Que cache ce nouveau roman de DAVID HOMEL, où la religion est chose à pourfendre? L’écrivain montréalais s’y livre en tout cas à une ardente critique de l’Amérique, par une mise en scène de la subversion tous azimuts. La morale est-elle  sauve

Il y a quatre ans, quand nous l’avions rencontré à l’occasion de la sortie d’Un singe à Moscou, David Homel était déjà à tirer les grandes lignes de son prochain roman, qu’il s’en allait écrire dans une petite maison, à Nîmes. «Ce sera mon roman pour la fin du millénaire, promettait-il déjà. On attend toujours le Messie, n’est-ce pas? Tant qu’à attendre, pourquoi ne pas s’en inventer un?»

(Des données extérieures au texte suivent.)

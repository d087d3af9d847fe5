//! Engine error types

use crate::tag::Tag;
use thiserror::Error;

/// Merge failure under strict type checking
#[derive(Debug, Clone, PartialEq, Eq, Error)]
pub enum MergeError {
    /// Target and source classify differently
    #[error("cannot merge {} into {}", .incoming.name(), .target.name())]
    Incompatible {
        /// Tag of the target operand
        target: Tag,
        /// Tag of the source operand
        incoming: Tag,
    },
}

/// Configuration loading failure
#[derive(Debug, Error)]
pub enum ConfigError {
    /// The JSON text did not match the configuration schema
    #[error("invalid configuration: {0}")]
    Parse(#[from] serde_json::Error),
}

/// Result type for merge operations
pub type MergeResult<T> = std::result::Result<T, MergeError>;
impl ObjectKind {
    /// Name of the built-in constructor for this kind
    pub fn intrinsic_constructor(&self) -> &str {
        match self {
            Self::Ordinary | Self::Arguments(_) => "Object",
            Self::Array(_) => "Array",
            Self::Function(_) => "Function",
            Self::Map(_) => "Map",
            Self::Set(_) => "Set",
            Self::Date(_) => "Date",
            Self::RegExp(_) => "RegExp",
            Self::Error(kind) => kind.name(),
            Self::Boxed(v) => match v {
                Value::Boolean(_) => "Boolean",
                Value::Number(_) => "Number",
                Value::String(_) => "String",
                Value::BigInt(_) => "BigInt",
                Value::Symbol(_) => "Symbol",
                _ => "Object",
            },
            Self::ArrayBuffer(_) => "ArrayBuffer",
            Self::TypedArray(ta) => ta.kind().name(),
            Self::DataView(_) => "DataView",
            Self::Opaque(name) => name,
        }
    }

    /// Class name as reported by `Object.prototype.toString`
    pub fn class_name(&self) -> &str {
        match self {
            Self::Arguments(_) => "Arguments",
            _ => self.intrinsic_constructor(),
        }
    }
}

type PropertyMap = IndexMap<PropertyKey, PropertyDescriptor, FxBuildHasher>;

/// A JavaScript object
///
/// Thread-safe with interior mutability.
pub struct JsObject {
    kind: ObjectKind,
    prototype: RwLock<Prototype>,
    properties: RwLock<PropertyMap>,
}
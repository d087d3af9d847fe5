//! Callable objects
//!
//! Functions are opaque to the deep-structural engines: they are compared by
//! identity and shared rather than copied. A function may carry a native
//! closure so that getters and constructors can run real code.

use crate::value::Value;
use std::fmt;
use std::sync::Arc;

/// Native behavior: `(this, args) -> result`. Errors carry a message.
pub type NativeFn = Arc<dyn Fn(&Value, &[Value]) -> Result<Value, String> + Send + Sync>;

/// Syntactic flavor of a function
#[derive(Debug, Clone, Copy, PartialEq, Eq, Default)]
pub enum FunctionFlavor {
    /// `function f() {}`
    #[default]
    Normal,
    /// `() => {}`
    Arrow,
    /// `class C {}`
    Class,
    /// `async function f() {}`
    Async,
    /// `function* f() {}`
    Generator,
    /// `async function* f() {}`
    AsyncGenerator,
}

/// Function payload of a callable object
#[derive(Clone)]
pub struct JsFunction {
    name: String,
    flavor: FunctionFlavor,
    behavior: Option<NativeFn>,
}

impl JsFunction {
    /// Function with no behavior; calling it returns `undefined`
    pub fn new(name: &str, flavor: FunctionFlavor) -> Self {
        Self {
            name: name.to_string(),
            flavor,
            behavior: None,
        }
    }

    /// Function backed by a Rust closure
    pub fn native<F>(name: &str, f: F) -> Self
    where
        F: Fn(&Value, &[Value]) -> Result<Value, String> + Send + Sync + 'static,
    {
        Self {
            name: name.to_string(),
            flavor: FunctionFlavor::Normal,
            behavior: Some(Arc::new(f)),
        }
    }

    /// Function name
    pub fn name(&self) -> &str {
        &self.name
    }

    /// Syntactic flavor
    pub fn flavor(&self) -> FunctionFlavor {
        self.flavor
    }

    /// Invoke with `this` and `args`
    pub fn call(&self, this: &Value, args: &[Value]) -> Result<Value, String> {
        match &self.behavior {
            Some(f) => f(this, args),
            None => Ok(Value::undefined()),
        }
    }
}

impl fmt::Debug for JsFunction {
    fn fmt(&self, f: &mut fmt::Formatter<'_>) -> fmt::Result {
        f.debug_struct("JsFunction")
            .field("name", &self.name)
            .field("flavor", &self.flavor)
            .field("native", &self.behavior.is_some())
            .finish()
    }
}
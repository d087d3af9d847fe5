//! JSON conversion
//!
//! Builds value trees from `serde_json::Value`: objects become plain
//! objects (key order preserved), arrays become dense arrays.

use crate::object::JsObject;
use crate::value::Value;

impl From<&serde_json::Value> for Value {
    fn from(json: &serde_json::Value) -> Self {
        match json {
            serde_json::Value::Null => Value::null(),
            serde_json::Value::Bool(b) => Value::boolean(*b),
            serde_json::Value::Number(n) => Value::number(n.as_f64().unwrap_or(f64::NAN)),
            serde_json::Value::String(s) => Value::string(s),
            serde_json::Value::Array(items) => Value::array(items.iter().map(Value::from).collect()),
            serde_json::Value::Object(map) => {
                let obj = JsObject::ordinary();
                for (key, value) in map {
                    obj.set(key.as_str().into(), Value::from(value));
                }
                Value::from_object(obj)
            }
        }
    }
}

impl From<serde_json::Value> for Value {
    fn from(json: serde_json::Value) -> Self {
        Value::from(&json)
    }
}

impl Value {
    /// Parse JSON text into a value tree
    pub fn from_json_str(text: &str) -> Result<Value, serde_json::Error> {
        let json: serde_json::Value = serde_json::from_str(text)?;
        Ok(Value::from(&json))
    }
}
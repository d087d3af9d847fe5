//! Replica - deep equality, deep clone and deep merge over JavaScript-style
//! values.
//!
//! The free functions use default settings. For configured behavior build a
//! [`Comparator`], [`Cloner`] or [`Merger`] directly, optionally from a
//! [`ReplicaConfig`] loaded from JSON.
//!
//! ```ignore
//! use replica_core::{clone_deep, is_equal};
//! use replica_value::ObjectBuilder;
//!
//! let original = ObjectBuilder::new().property("a", 1).build();
//! let copy = clone_deep(&original);
//! assert!(is_equal(&original, &copy));
//! ```

#![warn(clippy::all)]
#![warn(missing_docs)]

pub mod clone;
pub mod config;
pub mod equal;
pub mod error;
pub mod merge;
pub mod registry;
pub mod select;
pub mod stack;
pub mod tag;
pub mod wrapped;

pub use clone::Cloner;
pub use config::{ArrayPolicy, EqualityConfig, MergeOptions, ReplicaConfig};
pub use equal::{Comparator, Customizer};
pub use error::{ConfigError, MergeError, MergeResult};
pub use merge::Merger;
pub use registry::{PairRegistry, SeenRegistry};
pub use select::{omit, pick};
pub use tag::{PrimitiveTag, Tag, classify};
pub use wrapped::{DEFAULT_WRAPPER_MARKER, MarkerProbe, NoProbe, WrapperProbe};

use replica_value::Value;

/// Deep structural equality with default settings
pub fn is_equal(a: &Value, b: &Value) -> bool {
    Comparator::new().is_equal(a, b)
}

/// Deep equality with a customizer consulted on every pair. `Some` decides
/// the pair, `None` falls through to the default rules.
pub fn is_equal_with<F>(a: &Value, b: &Value, customizer: F) -> bool
where
    F: Fn(&Value, &Value) -> Option<bool>,
{
    Comparator::new().customizer(&customizer).is_equal(a, b)
}

/// Whether `object` contains everything in `source`
pub fn is_match(object: &Value, source: &Value) -> bool {
    Comparator::new().is_match(object, source)
}

/// Deep clone preserving shared references and cycles
pub fn clone_deep(value: &Value) -> Value {
    Cloner::new().clone(value)
}

/// Deep merge with concatenated arrays. On a type mismatch the source wins.
pub fn merge(target: &Value, source: &Value) -> Value {
    Merger::new().merge(target, source)
}

/// Deep merge with an explicit array policy. `None` when target and source
/// have different types.
pub fn merge_with_policy(target: &Value, source: &Value, policy: ArrayPolicy) -> Option<Value> {
    Merger::with_options(MergeOptions::with_policy(policy))
        .try_merge(target, source)
        .ok()
}
//! Shallow key selection: `pick` and `omit`

use replica_value::{JsObject, PropertyKey, Value};
use rustc_hash::FxHashSet;

/// New plain object with those of `keys` that `object` has, own or
/// inherited. Values are not copied.
pub fn pick(object: &Value, keys: &[PropertyKey]) -> Value {
    let result = JsObject::ordinary();
    if let Some(obj) = object.as_object() {
        for key in keys {
            if !obj.has_property(key) {
                continue;
            }
            match obj.get(key, object) {
                Ok(value) => {
                    result.set(key.clone(), value);
                }
                Err(error) => {
                    tracing::debug!(
                        target: "replica::select",
                        ?key,
                        %error,
                        "getter failed, key skipped"
                    );
                }
            }
        }
    }
    Value::from_object(result)
}

/// New plain object with every own enumerable key of `object` except
/// `keys`. Values are not copied.
pub fn omit(object: &Value, keys: &[PropertyKey]) -> Value {
    let result = JsObject::ordinary();
    if let Some(obj) = object.as_object() {
        let excluded: FxHashSet<&PropertyKey> = keys.iter().collect();
        for key in obj.own_enumerable_keys() {
            if excluded.contains(&key) {
                continue;
            }
            match obj.get(&key, object) {
                Ok(value) => {
                    result.set(key, value);
                }
                Err(error) => {
                    tracing::debug!(
                        target: "replica::select",
                        ?key,
                        %error,
                        "getter failed, key skipped"
                    );
                }
            }
        }
    }
    Value::from_object(result)
}
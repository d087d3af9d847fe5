//! Identity registries
//!
//! [`SeenRegistry`] maps a source heap object to the value produced for it
//! (clone and merge). [`PairRegistry`] records which pairs of objects are
//! being compared, and which pairs are already known to be equal
//! (equality). Every entry holds the objects it is keyed on, so an address
//! in a registry always names the same live object, even when the registry
//! outlives the inputs of one call.

use replica_value::{GcRef, JsObject, Value};
use rustc_hash::FxHashMap;

/// Source object → produced value
#[derive(Debug, Default, Clone)]
pub struct SeenRegistry {
    memory: FxHashMap<usize, (GcRef<JsObject>, Value)>,
}

impl SeenRegistry {
    /// Empty registry
    pub fn new() -> Self {
        Self::default()
    }

    /// Value previously produced for `source`
    pub fn get(&self, source: &GcRef<JsObject>) -> Option<Value> {
        self.memory
            .get(&source.addr())
            .map(|(_, produced)| produced.clone())
    }

    /// Record the value produced for `source`, returning the value it
    /// replaces. The registry keeps `source` alive until the entry is
    /// removed.
    pub fn insert(&mut self, source: &GcRef<JsObject>, produced: Value) -> Option<Value> {
        self.memory
            .insert(source.addr(), (source.clone(), produced))
            .map(|(_, previous)| previous)
    }

    /// Drop the entry for `source`
    pub fn remove(&mut self, source: &GcRef<JsObject>) -> Option<Value> {
        self.memory
            .remove(&source.addr())
            .map(|(_, produced)| produced)
    }

    /// Whether `source` has been seen
    pub fn contains(&self, source: &GcRef<JsObject>) -> bool {
        self.memory.contains_key(&source.addr())
    }

    /// Number of registered objects
    pub fn len(&self) -> usize {
        self.memory.len()
    }

    /// Whether nothing has been registered
    pub fn is_empty(&self) -> bool {
        self.memory.is_empty()
    }

    /// Forget every entry
    pub fn clear(&mut self) {
        self.memory.clear();
    }
}

/// Pairs under comparison, one map per side, plus the pairs already
/// proven equal.
///
/// Entries are pushed when a pair starts comparing and popped when it
/// finishes, so `left` and `right` always describe the current comparison
/// path. A pair that finishes equal without leaning on a pair further up
/// the path is remembered, so shared substructure is compared once.
#[derive(Debug, Default)]
pub struct PairRegistry {
    /// `a` → (`b`, path depth)
    left: FxHashMap<usize, Vec<(usize, usize)>>,
    /// `b` → (`a`, path depth)
    right: FxHashMap<usize, Vec<(usize, usize)>>,
    /// Shallowest path depth each open pair has leaned on
    frames: Vec<usize>,
    equal: FxHashMap<(usize, usize), (GcRef<JsObject>, GcRef<JsObject>)>,
}

impl PairRegistry {
    /// Empty registry
    pub fn new() -> Self {
        Self::default()
    }

    /// `Some(true)` when the pair was already proven equal. Otherwise
    /// `Some(result)` when both objects are on the path: the pair is equal
    /// exactly when each was entered against the other.
    pub fn lookup(&mut self, a: &GcRef<JsObject>, b: &GcRef<JsObject>) -> Option<bool> {
        if self.equal.contains_key(&(a.addr(), b.addr())) {
            return Some(true);
        }
        let &(partner, a_depth) = self.left.get(&a.addr()).and_then(|v| v.last())?;
        let &(other_partner, b_depth) = self.right.get(&b.addr()).and_then(|v| v.last())?;
        self.lean_on(a_depth.min(b_depth));
        Some(partner == b.addr() && other_partner == a.addr())
    }

    /// Push `(a, b)` onto the path
    pub fn enter(&mut self, a: &GcRef<JsObject>, b: &GcRef<JsObject>) {
        let depth = self.frames.len();
        self.left.entry(a.addr()).or_default().push((b.addr(), depth));
        self.right.entry(b.addr()).or_default().push((a.addr(), depth));
        self.frames.push(usize::MAX);
    }

    /// Pop `(a, b)` from the path with the outcome of its comparison
    pub fn exit(&mut self, a: &GcRef<JsObject>, b: &GcRef<JsObject>, result: bool) {
        pop(&mut self.left, a.addr());
        pop(&mut self.right, b.addr());
        let leaned = self.frames.pop().unwrap_or(usize::MAX);
        let depth = self.frames.len();
        if leaned < depth {
            // Provisional: the outcome assumed an ancestor is equal
            self.lean_on(leaned);
        } else if result {
            self.equal
                .insert((a.addr(), b.addr()), (a.clone(), b.clone()));
        }
    }

    /// Whether no comparison is in progress
    pub fn is_empty(&self) -> bool {
        self.left.is_empty() && self.right.is_empty() && self.frames.is_empty()
    }

    /// Number of pairs proven equal so far
    pub fn proven(&self) -> usize {
        self.equal.len()
    }

    fn lean_on(&mut self, depth: usize) {
        if let Some(top) = self.frames.last_mut() {
            *top = (*top).min(depth);
        }
    }
}

fn pop(map: &mut FxHashMap<usize, Vec<(usize, usize)>>, key: usize) {
    if let Some(stack) = map.get_mut(&key) {
        stack.pop();
        if stack.is_empty() {
            map.remove(&key);
        }
    }
}

#[cfg(test)]
mod tests {
    use super::*;

    fn obj() -> GcRef<JsObject> {
        GcRef::new(JsObject::ordinary())
    }

    #[test]
    fn test_seen_registry() {
        let a = obj();
        let mut seen = SeenRegistry::new();
        assert!(seen.get(&a).is_none());

        assert_eq!(seen.insert(&a, Value::int32(1)), None);
        assert!(seen.contains(&a));
        assert_eq!(seen.get(&a), Some(Value::int32(1)));
        assert_eq!(seen.len(), 1);

        assert_eq!(seen.insert(&a, Value::int32(2)), Some(Value::int32(1)));
        assert_eq!(seen.remove(&a), Some(Value::int32(2)));
        assert!(!seen.contains(&a));
        seen.insert(&a, Value::int32(3));

        seen.clear();
        assert!(seen.is_empty());
    }

    #[test]
    fn test_pair_lookup_requires_both_sides() {
        let (a, b, c) = (obj(), obj(), obj());
        let mut pairs = PairRegistry::new();
        pairs.enter(&a, &b);

        assert_eq!(pairs.lookup(&a, &b), Some(true));
        assert_eq!(pairs.lookup(&a, &c), None);
        assert_eq!(pairs.lookup(&c, &b), None);
    }

    #[test]
    fn test_pair_mismatch() {
        let (a, b, c, d) = (obj(), obj(), obj(), obj());
        let mut pairs = PairRegistry::new();
        pairs.enter(&a, &b);
        pairs.enter(&c, &d);

        assert_eq!(pairs.lookup(&a, &d), Some(false));
    }

    #[test]
    fn test_exit_restores_outer_entry() {
        let (a, b, c) = (obj(), obj(), obj());
        let mut pairs = PairRegistry::new();
        pairs.enter(&a, &b);
        pairs.enter(&a, &c);
        assert_eq!(pairs.lookup(&a, &c), Some(true));

        pairs.exit(&a, &c, true);
        assert_eq!(pairs.lookup(&a, &b), Some(true));
        pairs.exit(&a, &b, true);
        assert!(pairs.is_empty());
    }

    #[test]
    fn test_seen_registry_keeps_sources_alive() {
        let mut seen = SeenRegistry::new();
        let first = obj();
        let addr = first.addr();
        seen.insert(&first, Value::int32(1));
        drop(first);

        // The entry still owns the first object, so no new object can take
        // its address while the entry exists.
        let others: Vec<_> = (0..64).map(|_| obj()).collect();
        assert!(others.iter().all(|o| o.addr() != addr));
        assert!(others.iter().all(|o| seen.get(o).is_none()));
    }

    #[test]
    fn test_finished_equal_pair_is_remembered() {
        let (a, b) = (obj(), obj());
        let mut pairs = PairRegistry::new();
        pairs.enter(&a, &b);
        pairs.exit(&a, &b, true);

        assert!(pairs.is_empty());
        assert_eq!(pairs.proven(), 1);
        assert_eq!(pairs.lookup(&a, &b), Some(true));
        assert_eq!(pairs.lookup(&b, &a), None);
    }

    #[test]
    fn test_unequal_pair_is_not_remembered() {
        let (a, b) = (obj(), obj());
        let mut pairs = PairRegistry::new();
        pairs.enter(&a, &b);
        pairs.exit(&a, &b, false);
        assert_eq!(pairs.proven(), 0);
        assert_eq!(pairs.lookup(&a, &b), None);
    }

    #[test]
    fn test_result_leaning_on_ancestor_is_not_remembered() {
        let (a, b, c, d) = (obj(), obj(), obj(), obj());
        let mut pairs = PairRegistry::new();
        pairs.enter(&a, &b);
        pairs.enter(&c, &d);
        // c and d point back at a and b, which are still open
        assert_eq!(pairs.lookup(&a, &b), Some(true));
        pairs.exit(&c, &d, true);
        pairs.exit(&a, &b, false);

        assert_eq!(pairs.proven(), 0);
        assert_eq!(pairs.lookup(&c, &d), None);
    }

    #[test]
    fn test_self_cycle_is_remembered() {
        let (a, b) = (obj(), obj());
        let mut pairs = PairRegistry::new();
        pairs.enter(&a, &b);
        assert_eq!(pairs.lookup(&a, &b), Some(true));
        pairs.exit(&a, &b, true);
        assert_eq!(pairs.proven(), 1);
    }
}
//! Backing data structures for Map and Set.
//!
//! Keys compare by SameValueZero via `MapKey`. Storage is insertion-ordered
//! with tombstone-based deletion, so entry order survives removals.

use std::hash::{Hash, Hasher};

use rustc_hash::FxHashMap;

use crate::value::Value;

// ============================================================================
// MapKey
// ============================================================================

/// A `Value` hashed and compared by SameValueZero.
///
/// `NaN` equals `NaN`, `+0` equals `-0`, objects and symbols compare by
/// identity, strings and BigInts by content.
#[derive(Clone, Debug)]
pub struct MapKey(pub Value);

impl MapKey {
    /// Returns a reference to the underlying `Value`.
    pub fn value(&self) -> &Value {
        &self.0
    }

    /// Consumes the `MapKey` and returns the underlying `Value`.
    pub fn into_value(self) -> Value {
        self.0
    }
}

const HASH_TAG_UNDEFINED: u8 = 0;
const HASH_TAG_NULL: u8 = 1;
const HASH_TAG_BOOL: u8 = 2;
const HASH_TAG_NUMBER: u8 = 3;
const HASH_TAG_STRING: u8 = 4;
const HASH_TAG_SYMBOL: u8 = 5;
const HASH_TAG_OBJECT: u8 = 6;
const HASH_TAG_BIGINT: u8 = 7;

/// Normalize a float for SameValueZero hashing: -0 → +0, NaN → canonical NaN bits.
fn normalize_float_bits(n: f64) -> u64 {
    if n == 0.0 {
        0u64
    } else if n.is_nan() {
        0x7FF8_0000_0000_0000u64
    } else {
        n.to_bits()
    }
}

impl Hash for MapKey {
    fn hash<H: Hasher>(&self, state: &mut H) {
        match &self.0 {
            Value::Undefined => HASH_TAG_UNDEFINED.hash(state),
            Value::Null => HASH_TAG_NULL.hash(state),
            Value::Boolean(b) => {
                HASH_TAG_BOOL.hash(state);
                b.hash(state);
            }
            Value::Number(n) => {
                HASH_TAG_NUMBER.hash(state);
                normalize_float_bits(*n).hash(state);
            }
            Value::String(s) => {
                HASH_TAG_STRING.hash(state);
                s.hash(state);
            }
            Value::BigInt(b) => {
                HASH_TAG_BIGINT.hash(state);
                b.hash(state);
            }
            Value::Symbol(sym) => {
                HASH_TAG_SYMBOL.hash(state);
                sym.id.hash(state);
            }
            Value::Object(obj) => {
                HASH_TAG_OBJECT.hash(state);
                obj.addr().hash(state);
            }
        }
    }
}

impl PartialEq for MapKey {
    fn eq(&self, other: &Self) -> bool {
        self.0.same_value_zero(&other.0)
    }
}

impl Eq for MapKey {}

// ============================================================================
// MapData
// ============================================================================

/// Internal storage for a `Map`.
///
/// Entries are stored in a `Vec` in insertion order. Deleted entries become
/// `None` (tombstones); a separate index gives O(1) key lookup.
#[derive(Default)]
pub struct MapData {
    /// Insertion-ordered entries. `None` = tombstone (deleted).
    entries: Vec<Option<(MapKey, Value)>>,
    /// Key → index in `entries`.
    index: FxHashMap<MapKey, usize>,
    /// Count of live entries.
    size: usize,
}

impl MapData {
    /// Create an empty MapData.
    pub fn new() -> Self {
        Self::default()
    }

    /// Number of live entries.
    pub fn size(&self) -> usize {
        self.size
    }

    /// Look up a key.
    pub fn get(&self, key: &Value) -> Option<Value> {
        let idx = *self.index.get(&MapKey(key.clone()))?;
        self.entries[idx].as_ref().map(|(_, v)| v.clone())
    }

    /// Check whether a key exists.
    pub fn has(&self, key: &Value) -> bool {
        self.index.contains_key(&MapKey(key.clone()))
    }

    /// Insert or update. An existing key keeps its position.
    pub fn set(&mut self, key: Value, value: Value) {
        let key = MapKey(key);
        if let Some(&idx) = self.index.get(&key) {
            if let Some((_, v)) = self.entries[idx].as_mut() {
                *v = value;
            }
            return;
        }
        let idx = self.entries.len();
        self.entries.push(Some((key.clone(), value)));
        self.index.insert(key, idx);
        self.size += 1;
    }

    /// Remove a key. Returns whether it was present.
    pub fn delete(&mut self, key: &Value) -> bool {
        match self.index.remove(&MapKey(key.clone())) {
            Some(idx) => {
                self.entries[idx] = None;
                self.size -= 1;
                true
            }
            None => false,
        }
    }

    /// Remove all entries.
    pub fn clear(&mut self) {
        self.entries.clear();
        self.index.clear();
        self.size = 0;
    }

    /// Snapshot of live entries in insertion order.
    pub fn entries(&self) -> Vec<(Value, Value)> {
        self.entries
            .iter()
            .flatten()
            .map(|(k, v)| (k.0.clone(), v.clone()))
            .collect()
    }
}

// ============================================================================
// SetData
// ============================================================================

/// Internal storage for a `Set`. Same layout as [`MapData`] without values.
#[derive(Default)]
pub struct SetData {
    entries: Vec<Option<MapKey>>,
    index: FxHashMap<MapKey, usize>,
    size: usize,
}

impl SetData {
    /// Create an empty SetData.
    pub fn new() -> Self {
        Self::default()
    }

    /// Number of live values.
    pub fn size(&self) -> usize {
        self.size
    }

    /// Check membership.
    pub fn has(&self, value: &Value) -> bool {
        self.index.contains_key(&MapKey(value.clone()))
    }

    /// Add a value. Returns `false` if it was already present.
    pub fn add(&mut self, value: Value) -> bool {
        let key = MapKey(value);
        if self.index.contains_key(&key) {
            return false;
        }
        let idx = self.entries.len();
        self.entries.push(Some(key.clone()));
        self.index.insert(key, idx);
        self.size += 1;
        true
    }

    /// Remove a value. Returns whether it was present.
    pub fn delete(&mut self, value: &Value) -> bool {
        match self.index.remove(&MapKey(value.clone())) {
            Some(idx) => {
                self.entries[idx] = None;
                self.size -= 1;
                true
            }
            None => false,
        }
    }

    /// Remove all values.
    pub fn clear(&mut self) {
        self.entries.clear();
        self.index.clear();
        self.size = 0;
    }

    /// Snapshot of live values in insertion order.
    pub fn values(&self) -> Vec<Value> {
        self.entries.iter().flatten().map(|k| k.0.clone()).collect()
    }
}
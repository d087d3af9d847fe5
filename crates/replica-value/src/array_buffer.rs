//! ArrayBuffer storage
//!
//! A fixed-length byte buffer. Typed arrays and data views hold the owning
//! object and read through it, so views over the same buffer see each
//! other's writes.

use parking_lot::RwLock;

/// Raw bytes behind an `ArrayBuffer` object
#[derive(Debug, Default)]
pub struct JsArrayBuffer {
    data: RwLock<Vec<u8>>,
}

impl JsArrayBuffer {
    /// Zero-filled buffer of `byte_length` bytes
    pub fn new(byte_length: usize) -> Self {
        Self::from_bytes(vec![0; byte_length])
    }

    /// Buffer taking ownership of `bytes`
    pub fn from_bytes(bytes: Vec<u8>) -> Self {
        Self {
            data: RwLock::new(bytes),
        }
    }

    /// Length in bytes
    pub fn byte_length(&self) -> usize {
        self.data.read().len()
    }

    /// Copy of `[start, end)`, clamped to the buffer
    pub fn slice(&self, start: usize, end: usize) -> JsArrayBuffer {
        let data = self.data.read();
        let end = end.min(data.len());
        let start = start.min(end);
        JsArrayBuffer::from_bytes(data[start..end].to_vec())
    }

    /// Read a single byte
    pub fn get(&self, index: usize) -> Option<u8> {
        self.data.read().get(index).copied()
    }

    /// Write a single byte. Returns `false` when out of range.
    pub fn set(&self, index: usize, value: u8) -> bool {
        match self.data.write().get_mut(index) {
            Some(slot) => {
                *slot = value;
                true
            }
            None => false,
        }
    }

    /// Copy of the whole buffer
    pub fn to_vec(&self) -> Vec<u8> {
        self.data.read().clone()
    }

    /// Run `f` with read access to the bytes
    pub fn with_data<F, R>(&self, f: F) -> R
    where
        F: FnOnce(&[u8]) -> R,
    {
        f(&self.data.read())
    }

    /// Run `f` with write access to the bytes
    pub fn with_data_mut<F, R>(&self, f: F) -> R
    where
        F: FnOnce(&mut [u8]) -> R,
    {
        f(&mut self.data.write())
    }
}

#[cfg(test)]
mod tests {
    use super::*;

    #[test]
    fn test_new_is_zeroed() {
        let buf = JsArrayBuffer::new(4);
        assert_eq!(buf.byte_length(), 4);
        assert_eq!(buf.to_vec(), vec![0, 0, 0, 0]);
    }

    #[test]
    fn test_get_set() {
        let buf = JsArrayBuffer::new(2);
        assert!(buf.set(1, 9));
        assert!(!buf.set(2, 9));
        assert_eq!(buf.get(1), Some(9));
        assert_eq!(buf.get(2), None);
    }

    #[test]
    fn test_slice_clamps() {
        let buf = JsArrayBuffer::from_bytes(vec![1, 2, 3, 4]);
        assert_eq!(buf.slice(1, 3).to_vec(), vec![2, 3]);
        assert_eq!(buf.slice(3, 100).to_vec(), vec![4]);
        assert_eq!(buf.slice(5, 2).byte_length(), 0);
    }
}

Le quatrième roman de l’auteur d’Il pleut des rats serait porterait donc sur le Messie. Un roman sur la mission, par le fait même, un thème récurrent dans l’oeuvre de David Homel. Une histoire où l’on voyagerait encore beaucoup, tout Messie qui se respecte étant tenu de répandre la bonne nouvelle autour de lui, mais «qui serait aussi une sorte de farce, assurait Homel, le sujet permettant toutes sortes de situations clownesques».

Pour un homme qui se dit «essentiellement un écrivain social», le thème était d’une richesse inépuisable. «Le Messie, c’est la propriété de tout le monde, l’inquiétude et la préoccupation de tous. Même si on n’appelle pas ça le Messie, tout le monde cherche à être délivré de quelque chose. De sa médiocrité, de la bêtise du voisin, des névroses qu’on a héritées de nos parents. Tout le monde cherche à être transformé.» Et tout le monde vit dans l’attente du miracle.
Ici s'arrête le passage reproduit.